Fig. 6: Knockout of PGE₂ receptor 4 (EP4) in sensory nerves abolishes divalent cation-induced bone formation.

a EP4 expression in DRG neurons stimulated by 10 mM Mg²⁺ with or without the conditioned medium from Mg²⁺-treated macrophages (n = 3). Reconstructed µCT images (b, scale bars = 1 mm), corresponding measurements (c), and representative H&E staining images (d) showing the new bone formation in EP4^wt mice or EP4_Avil^−/− mice (n = 3). Lower images are high-resolution versions (scale bars = 100 µm) of the boxed regions in the upper images (scale bars = 500 µm). e The running-wheel activity of EP4^wt or EP4_Avil^−/− mice at week 4 postoperatively. f The phosphorylation of CREB in the VMH of EP4^wt or EP4_Avil^−/− mice at week 1 postoperatively (n = 3, scale bars = 200 µm). Reconstructed µCT images (g, scale bars = 1 mm), corresponding measurements (h), and representative H&E staining images (i) showing the new bone formation in mice injected with vehicle (Veh) or propranolol (PROP) Lower images (scale bars = 100 µm) are high-resolution versions of the boxed regions in the upper images (scale bars = 500 µm). j The running-wheel activity of mice injected with vehicle or propranolol at week 4 postoperatively. k Schematic diagram showing the findings of this study.

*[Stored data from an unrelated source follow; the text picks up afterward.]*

impl PlaylistStore {
    /// Creates a store rooted at `data_dir`, creating the directory if
    /// needed. Catalogs start empty; call [`load`](Self::load).
    pub fn new( data_dir: PathBuf ) -> Result<Self, StoreError> {
        fs::create_dir_all( &data_dir )?;
        Ok( Self {
            data_dir,
            online: Vec::new(),
            local: Vec::new(),
        })
    }


    /// Gets the private data directory.
    pub fn data_dir( &self ) -> &Path {
        &self.data_dir
    }


    /// Gets the entries of one catalog, in stored order.
    pub fn entries( &self, kind: CatalogKind ) -> &[PlaylistEntry] {
        self.catalog( kind )
    }


    /// Finds an entry by its playback path.
    pub fn find( &self, kind: CatalogKind, path: &Path ) -> Option<&PlaylistEntry> {
        self.catalog( kind ).iter().find( |e| e.path == path )
    }


    /// True if `path` lives under the private data directory.
    ///
    /// Only files in there are ever deleted or overwritten by the
    /// store; external files the user pointed at are left alone.
    pub fn is_internal( &self, path: &Path ) -> bool {
        path.starts_with( &self.data_dir )
    }


    /// Derives the internal playlist filename for a title.
    ///
    /// Stable: the same title always maps to the same filename, so
    /// repeated refreshes overwrite instead of accumulating files.
    pub fn cache_filename( title: &str ) -> String {
        format!( "local_{}.m3u8", title_slug( title ) )
    }


    /// Full internal cache path for a title.
    pub fn cache_path( &self, title: &str ) -> PathBuf {
        self.data_dir.join( Self::cache_filename( title ) )
    }


    /// Loads both catalogs from disk.
    ///
    /// A missing or malformed document loads as an empty catalog; a
    /// corrupted file never prevents startup.
    pub fn load( &mut self ) {
        self.online = Self::load_catalog( &self.data_dir.join( ONLINE_FILE ) );
        self.local = Self::load_catalog( &self.data_dir.join( LOCAL_FILE ) );
    }


    fn load_catalog( path: &Path ) -> Vec<PlaylistEntry> {
        if !path.exists() {
            return Vec::new();
        }

        match fs::read_to_string( path ) {
            Ok( text ) => match serde_json::from_str( &text ) {
                Ok( entries ) => entries,
                Err( e ) => {
                    tracing::warn!( "Malformed catalog {:?}, starting empty: {}", path, e );
                    Vec::new()
                }
            },
            Err( e ) => {
                tracing::warn!( "Cannot read catalog {:?}, starting empty: {}", path, e );
                Vec::new()
            }
        }
    }


    /// Folds stray playlist files in the data directory into the local
    /// catalog, recovering their item counts from the file contents.
    ///
    /// @returns How many files were adopted
    pub fn adopt_orphans( &mut self ) -> Result<usize, StoreError> {
        let entries = match fs::read_dir( &self.data_dir ) {
            Ok( entries ) => entries,
            Err( e ) => {
                tracing::warn!( "Cannot list data dir {:?}: {}", self.data_dir, e );
                return Ok( 0 );
            }
        };

        let mut strays: Vec<PathBuf> = entries.flatten()
            .map( |e| e.path() )
            .filter( |p| p.extension().and_then( |e| e.to_str() ) == Some( "m3u8" ) )
            .filter( |p| !self.is_referenced( p ) )
            .collect();
        strays.sort();

        let mut adopted = 0;
        for path in strays {
            let text = match fs::read_to_string( &path ) {
                Ok( text ) => text,
                Err( e ) => {
                    tracing::warn!( "Cannot read stray playlist {:?}: {}", path, e );
                    continue;
                }
            };

            let stem = path.file_stem()
                .and_then( |s| s.to_str() )
                .unwrap_or( "playlist" );
            let base = stem.strip_prefix( "local_" ).unwrap_or( stem );
            let title = self.unique_title( CatalogKind::Local, base );

            tracing::info!( "Adopting stray playlist {:?} as '{}'", path, title );
            self.local.push( PlaylistEntry {
                title,
                path,
                scan_path: None,
                count: m3u::count( &text ),
            });
            adopted += 1;
        }

        if adopted > 0 {
            self.save( CatalogKind::Local )?;
        }
        Ok( adopted )
    }


    /// Creates an online playlist from a list of URLs.
    ///
    /// Writes the generated file under the data directory and appends
    /// the new entry to the online catalog.
    pub fn create_online(
        &mut self,
        title: &str,
        urls: &[String],
    ) -> Result<PlaylistEntry, StoreError> {
        let title = self.unique_title( CatalogKind::Online, title );
        let cache = self.cache_path( &title );

        let items: Vec<( String, String )> = urls.iter()
            .map( |u| ( paths::url_title( u ), u.clone() ) )
            .collect();
        fs::write( &cache, m3u::encode_annotated( &items ) )?;

        let entry = PlaylistEntry {
            title,
            path: cache,
            scan_path: None,
            count: urls.len(),
        };
        self.online.push( entry.clone() );
        self.save( CatalogKind::Online )?;
        Ok( entry )
    }


    /// Creates a local playlist from an already-scanned folder.
    ///
    /// The playlist is written under the data directory and tracked
    /// from there; a companion copy is also attempted next to the
    /// media, with the result ignored (sandboxed folders may refuse
    /// the write).
    pub fn create_local(
        &mut self,
        title: &str,
        folder: &Path,
        files: &[PathBuf],
    ) -> Result<PlaylistEntry, StoreError> {
        let title = self.unique_title( CatalogKind::Local, title );
        let content = m3u::encode( files );

        let external = folder.join( "playlist.m3u8" );
        if let Err( e ) = fs::write( &external, &content ) {
            tracing::debug!( "Skipping companion playlist {:?}: {}", external, e );
        }

        let cache = self.cache_path( &title );
        fs::write( &cache, &content )?;

        let entry = PlaylistEntry {
            title,
            path: cache,
            scan_path: Some( folder.to_path_buf() ),
            count: files.len(),
        };
        self.local.push( entry.clone() );
        self.save( CatalogKind::Local )?;
        Ok( entry )
    }


    /// Re-titles the entry at `path`.
    ///
    /// Uniqueness is enforced against the other entries, so renaming
    /// an entry to its current title is a no-op. The cached file keeps
    /// its old name until the next refresh regenerates it.
    ///
    /// @returns The title actually applied
    pub fn rename(
        &mut self,
        kind: CatalogKind,
        path: &Path,
        new_title: &str,
    ) -> Result<String, StoreError> {
        let others: Vec<String> = self.catalog( kind ).iter()
            .filter( |e| e.path != path )
            .map( |e| e.title.clone() )
            .collect();
        let title = ensure_unique_title( others.iter().map( String::as_str ), new_title );

        match self.catalog_mut( kind ).iter_mut().find( |e| e.path == path ) {
            Some( entry ) => entry.title = title.clone(),
            None => return Err( StoreError::UnknownEntry( path.to_path_buf() ) ),
        }

        self.save( kind )?;
        Ok( title )
    }


    /// Removes the entry at `path` and its backing file where owned.
    pub fn delete( &mut self, kind: CatalogKind, path: &Path ) -> Result<(), StoreError> {
        let position = self.catalog( kind ).iter()
            .position( |e| e.path == path )
            .ok_or_else( || StoreError::UnknownEntry( path.to_path_buf() ) )?;

        let entry = self.catalog_mut( kind ).remove( position );
        self.remove_backing_file( kind, &entry );
        self.save( kind )
    }


    /// Removes every entry of one catalog and the backing files owned
    /// by the store.
    pub fn delete_all( &mut self, kind: CatalogKind ) -> Result<(), StoreError> {
        let entries = std::mem::take( self.catalog_mut( kind ) );
        for entry in &entries {
            self.remove_backing_file( kind, entry );
        }
        self.save( kind )
    }


    /// Persists one catalog as a pretty-printed JSON document.
    pub( crate ) fn save( &self, kind: CatalogKind ) -> Result<(), StoreError> {
        let ( file, entries ) = match kind {
            CatalogKind::Online => ( ONLINE_FILE, &self.online ),
            CatalogKind::Local => ( LOCAL_FILE, &self.local ),
        };

        let json = serde_json::to_string_pretty( entries )?;
        fs::write( self.data_dir.join( file ), json )?;
        Ok(())
    }


    pub( crate ) fn find_mut(
        &mut self,
        kind: CatalogKind,
        path: &Path,
    ) -> Option<&mut PlaylistEntry> {
        self.catalog_mut( kind ).iter_mut().find( |e| e.path == path )
    }


    fn catalog( &self, kind: CatalogKind ) -> &Vec<PlaylistEntry> {
        match kind {
            CatalogKind::Online => &self.online,
            CatalogKind::Local => &self.local,
        }
    }


    fn catalog_mut( &mut self, kind: CatalogKind ) -> &mut Vec<PlaylistEntry> {
        match kind {
            CatalogKind::Online => &mut self.online,
            CatalogKind::Local => &mut self.local,
        }
    }


    fn is_referenced( &self, path: &Path ) -> bool {
        self.online.iter().chain( self.local.iter() ).any( |e| e.path == path )
    }


    /// Picks a title unused within the catalog whose derived cache
    /// path is also unreferenced. Distinct titles can collide after
    /// filename derivation, so the title check alone is not enough to
    /// keep playback paths unique.
    fn unique_title( &self, kind: CatalogKind, candidate: &str ) -> String {
        let entries = self.catalog( kind );

        let mut title = candidate.to_string();
        let mut n = 1;
        while entries.iter().any( |e| e.title == title || e.path == self.cache_path( &title ) ) {
            title = format!( "{} ({})", candidate, n );
            n += 1;
        }

        title
    }


    fn remove_backing_file( &self, kind: CatalogKind, entry: &PlaylistEntry ) {
        let owned = match kind {
            // Online playlist files are always generated by the store.
            CatalogKind::Online => true,
            CatalogKind::Local => self.is_internal( &entry.path ),
        };

        if owned && entry.path.exists() {
            if let Err( e ) = fs::remove_file( &entry.path ) {
                tracing::warn!( "Failed to remove playlist file {:?}: {}", entry.path, e );
            }
        }
    }
}
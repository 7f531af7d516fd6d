//! Application settings management
//!
//! Handles persistent settings for the host collaborators: the player
//! command and the clipboard helper.

use std::fs;
use std::path::PathBuf;

use serde::{ Deserialize, Serialize };


/// Application settings.
#[derive( Debug, Clone, Serialize, Deserialize )]
#[serde( default )]
pub struct Settings {
    /// Command used to open playlists, arguments allowed
    pub player_command: String,

    /// Clipboard read command override; autodetected when unset
    pub clipboard_command: Option<String>,
}


impl Default for Settings {
    fn default() -> Self {
        Self {
            player_command: "mpv".to_string(),
            clipboard_command: None,
        }
    }
}


impl Settings {
    /// Returns the path to the settings file.
    fn settings_path() -> Option<PathBuf> {
        dirs::config_dir().map( |p| p.join( "medley" ).join( "settings.json" ) )
    }


    /// Loads settings from disk, or returns defaults if not found.
    pub fn load() -> Self {
        let path = match Self::settings_path() {
            Some( p ) => p,
            None => return Self::default(),
        };

        if !path.exists() {
            return Self::default();
        }

        match fs::read_to_string( &path ) {
            Ok( contents ) => {
                serde_json::from_str( &contents ).unwrap_or_default()
            }
            Err( e ) => {
                tracing::warn!( "Failed to read settings: {}", e );
                Self::default()
            }
        }
    }


    /// Saves settings to disk.
    pub fn save( &self ) {
        let path = match Self::settings_path() {
            Some( p ) => p,
            None => return,
        };

        // Create parent directory if needed
        if let Some( parent ) = path.parent() {
            if !parent.exists() {
                if let Err( e ) = fs::create_dir_all( parent ) {
                    tracing::warn!( "Failed to create settings directory: {}", e );
                    return;
                }
            }
        }

        match serde_json::to_string_pretty( self ) {
            Ok( json ) => {
                if let Err( e ) = fs::write( &path, json ) {
                    tracing::warn!( "Failed to save settings: {}", e );
                }
            }
            Err( e ) => {
                tracing::warn!( "Failed to serialize settings: {}", e );
            }
        }
    }
}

The divalent cations triggered the production of PGE₂ from macrophages, which activated the EP4 at the sensory nerve to tune down sympathetic tones via the CREB signaling in the VMH, resulting in increased osteogenesis and decreased osteoclastogenesis in the periosteum. Data are mean ± s.d. *P < 0.05, **P < 0.01 by one-way ANOVA with Tukey’s post hoc test (a, c, e, h, j). Source data are provided as a source data file.